◆ Problem to solve ◆
Even if a line seems odd, print it as it is, and include every record.

### Entries shown ###

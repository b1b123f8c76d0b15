use crate::layout::StoreLayout;
use crate::StoreError;
use scs_schema::StorageUri;
use std::path::{Component, Path, PathBuf};

/// Map a storage URI to a host path.
///
/// `private://` and `public://` resolve below the store's file areas; an
/// absolute path is taken as-is. Relative remainders may not climb out of
/// their area.
pub fn resolve_storage_uri(layout: &StoreLayout, uri: &StorageUri) -> Result<PathBuf, StoreError> {
    let raw = uri.as_str();
    let (base, rest) = if let Some(rest) = raw.strip_prefix("private://") {
        (layout.private_files_dir(), rest)
    } else if let Some(rest) = raw.strip_prefix("public://") {
        (layout.public_files_dir(), rest)
    } else if Path::new(raw).is_absolute() {
        return Ok(PathBuf::from(raw));
    } else {
        return Err(StoreError::InvalidUri(raw.to_owned()));
    };

    let rel = Path::new(rest);
    let contained = !rest.is_empty()
        && rel
            .components()
            .all(|c| matches!(c, Component::Normal(_) | Component::CurDir));
    if !contained {
        return Err(StoreError::InvalidUri(raw.to_owned()));
    }
    Ok(base.join(rel))
}

#[cfg(test)]
mod tests {
    use super::*;

    fn layout() -> StoreLayout {
        StoreLayout::new("/srv/scs")
    }

    #[test]
    fn resolves_private_and_public() {
        assert_eq!(
            resolve_storage_uri(&layout(), &StorageUri::new("private://snapshots/7.tar.gz")).unwrap(),
            PathBuf::from("/srv/scs/files/private/snapshots/7.tar.gz")
        );
        assert_eq!(
            resolve_storage_uri(&layout(), &StorageUri::new("public://a.tar")).unwrap(),
            PathBuf::from("/srv/scs/files/public/a.tar")
        );
    }

    #[test]
    fn absolute_path_passes_through() {
        assert_eq!(
            resolve_storage_uri(&layout(), &StorageUri::new("/mnt/backups/x.tar.gz")).unwrap(),
            PathBuf::from("/mnt/backups/x.tar.gz")
        );
    }

    #[test]
    fn rejects_unknown_scheme_and_escape() {
        for bad in [
            "s3://bucket/x",
            "relative/path",
            "private://../../etc/passwd",
            "private://",
        ] {
            assert!(
                matches!(
                    resolve_storage_uri(&layout(), &StorageUri::new(bad)),
                    Err(StoreError::InvalidUri(_))
                ),
                "{bad} accepted"
            );
        }
    }
}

###

◆ Solution ◆
repository b1b123f8c76d0b15
use crate::layout::StoreLayout;
use crate::StoreError;
use scs_schema::StorageUri;
use std::path::{Component, Path, PathBuf};

/// Map a storage URI to a host path.
///
/// `private://` and `public://` resolve below the store's file areas; an
/// absolute path is taken as-is. Relative remainders may not climb out of
/// their area.
pub fn resolve_storage_uri(layout: &StoreLayout, uri: &StorageUri) -> Result<PathBuf, StoreError> {
    let raw = uri.as_str();
    let (base, rest) = if let Some(rest) = raw.strip_prefix("private://") {
        (layout.private_files_dir(), rest)
    } else if let Some(rest) = raw.strip_prefix("public://") {
        (layout.public_files_dir(), rest)
    } else if Path::new(raw).is_absolute() {
        return Ok(PathBuf::from(raw));
    } else {
        return Err(StoreError::InvalidUri(raw.to_owned()));
    };

    let rel = Path::new(rest);
    let contained = !rest.is_empty()
        && rel
            .components()
            .all(|c| matches!(c, Component::Normal(_) | Component::CurDir));
    if !contained {
        return Err(StoreError::InvalidUri(raw.to_owned()));
    }
    Ok(base.join(rel))
}

#[cfg(test)]
mod tests {
    use super::*;

    fn layout() -> StoreLayout {
        StoreLayout::new("/srv/scs")
    }

    #[test]
    fn resolves_private_and_public() {
        assert_eq!(
            resolve_storage_uri(&layout(), &StorageUri::new("private://snapshots/7.tar.gz")).unwrap(),
            PathBuf::from("/srv/scs/files/private/snapshots/7.tar.gz")
        );
        assert_eq!(
            resolve_storage_uri(&layout(), &StorageUri::new("public://a.tar")).unwrap(),
            PathBuf::from("/srv/scs/files/public/a.tar")
        );
    }

    #[test]
    fn absolute_path_passes_through() {
        assert_eq!(
            resolve_storage_uri(&layout(), &StorageUri::new("/mnt/backups/x.tar.gz")).unwrap(),
            PathBuf::from("/mnt/backups/x.tar.gz")
        );
    }

    #[test]
    fn rejects_unknown_scheme_and_escape() {
        for bad in [
            "s3://bucket/x",
            "relative/path",
            "private://../../etc/passwd",
            "private://",
        ] {
            assert!(
                matches!(
                    resolve_storage_uri(&layout(), &StorageUri::new(bad)),
                    Err(StoreError::InvalidUri(_))
                ),
                "{bad} accepted"
            );
        }
    }
}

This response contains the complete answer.